I’m playing through Metro 2033 again after my permadeath run ended in my permadeath. Not so permanent as to stop playing the game altogether – that would be too obtuse even for me! – but permanent such that I’ve restarted the entire game and played back through all the stuff I already did before dying the first time.
I’m playing it on the Xbox 360, which means that I’m using the standard Xbox 360 controller to control it. Now, console controller plus first person shooter is not a combination that works heavily in my favour. I can navigate the environment fairly successful – though maybe more like a stumbling bear than a panther – but my ability to aim and shoot guns is kind of limited.

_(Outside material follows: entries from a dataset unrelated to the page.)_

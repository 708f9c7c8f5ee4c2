//! Error types returned by the tables in this crate.
//!
//! A missing key is usually not an error: lookups return `Option` and
//! removals return `Option` or `bool`. The types here cover the two cases
//! where failure has to be reported explicitly.

use thiserror::Error;

/// Returned by the checked accessors (`at`, `at_mut`) when the key is absent.
#[derive(Error, Debug, Clone, Copy, PartialEq, Eq)]
#[error("key not found")]
pub struct KeyNotFound;

/// Failure to build a [`PerfectHashMap`](crate::PerfectHashMap).
#[derive(Error, Debug, Clone, Copy, PartialEq, Eq)]
pub enum BuildError {
    /// The input contained the same key more than once.
    #[error("duplicate key at input position {index}")]
    DuplicateKey {
        /// Position of the repeated occurrence in the input.
        index: usize,
    },

    /// Two distinct keys produced the same full-width hash, so no
    /// displacement seed can ever separate them. Building with a `u64` hash
    /// width or a different seed avoids this.
    #[error("keys at input positions {first} and {second} have identical hashes")]
    HashCollision {
        /// Position of the first key.
        first: usize,
        /// Position of the second key.
        second: usize,
    },

    /// No collision-free seed was found for a bucket, even after growing the
    /// table.
    #[error("no collision-free seed for a bucket of {bucket_len} keys in a table of {table_size} slots")]
    Unplaceable {
        /// Number of keys in the bucket that could not be placed.
        bucket_len: usize,
        /// Table size at the final attempt.
        table_size: usize,
    },
}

The typical experience when I need to shoot something is that I swing toward it, overshoot it, move back the other way, by which time the shootable thing has moved, requiring another adjustment. It isn’t efficient or pretty. This is then paired with the possibility that I’m spraying bullets from an automatic weapon because the shootable thing scared the shit out of my by appearing seemingly out of nowhere.
I wouldn’t be offended if you thought I sounded a bit incompetent with console shooters. I think that’s accurate.
There’s one element of this that I kind of enjoy, and which shores me up against the depressing nature of getting beat down by enemies because I can’t properly aim at and shoot them in the face. There’s a kind of realism involved in being shit at handling a gun in a serious situation. I suspect that if I were really in the avatar’s post-apocalyptic boots, I would be comparable awful and moving around, locating bad things, and shooting the bad things before they ripped my face off. It’s not necessarily a pleasant realism, but in some ways I relish the idea that this is what the situation would really be like – even though the situation implicitly calls for high levels of competence and manly victories, since it’s a video game and thus largely set up for me to succeed.
One way that I perversely enjoy my suckiness is that I spend a lot of time crouching in dark corners where nobody can see me. That way, I don’t have to shoot them, and they don’t have to shoot me. We can kind of co-exist. I watch the bandit guards walking around, say, watch their headlamps swinging through the dark, and I take due notice that they’re there, but I feel uncompelled to leap out of the darkness and unload my pistol – because I’d probably just miss and everyone would feel embarrassed (once I was dead).
Instead, I just crouch in the darkness. Sometimes I pretend I’m biding my time, mapping out their movements or something. That’s a pleasant little illusion to have. Ultimately, though, I’m just worried and unwilling to engage with the bad things that have to happen. I kind of don’t want the shooting to begin, even though it ultimately has to if the game’s to continue. Eventually I do creep out and start shooting, but at that point the game loses focus for me, stops being the weird reality and becomes more of a “soaking up bullets” experience. I get through, but I wouldn’t really have survived, you know.
A lot of this would be alleviated by playing on a PC, because I’m a lot better at FPS with a mouse and keyboard (not great, but a lot better). But there’s a strange honesty that the console controller brings. I appreciate my incompetence. A mouse allows me, more or less, to just point at things and go “bang, you’re dead”, and that removes a huge amount of my connection to the act of shooting someone. Sometimes our interactions have to be slightly poor and annoying for us to notice them.
So, bless you Xbox 360 controller, for transporting the “real” me into the horrible subterranean passages of Metro 2033, shakily holding my gun, hiding in the corner, not wanting to fight.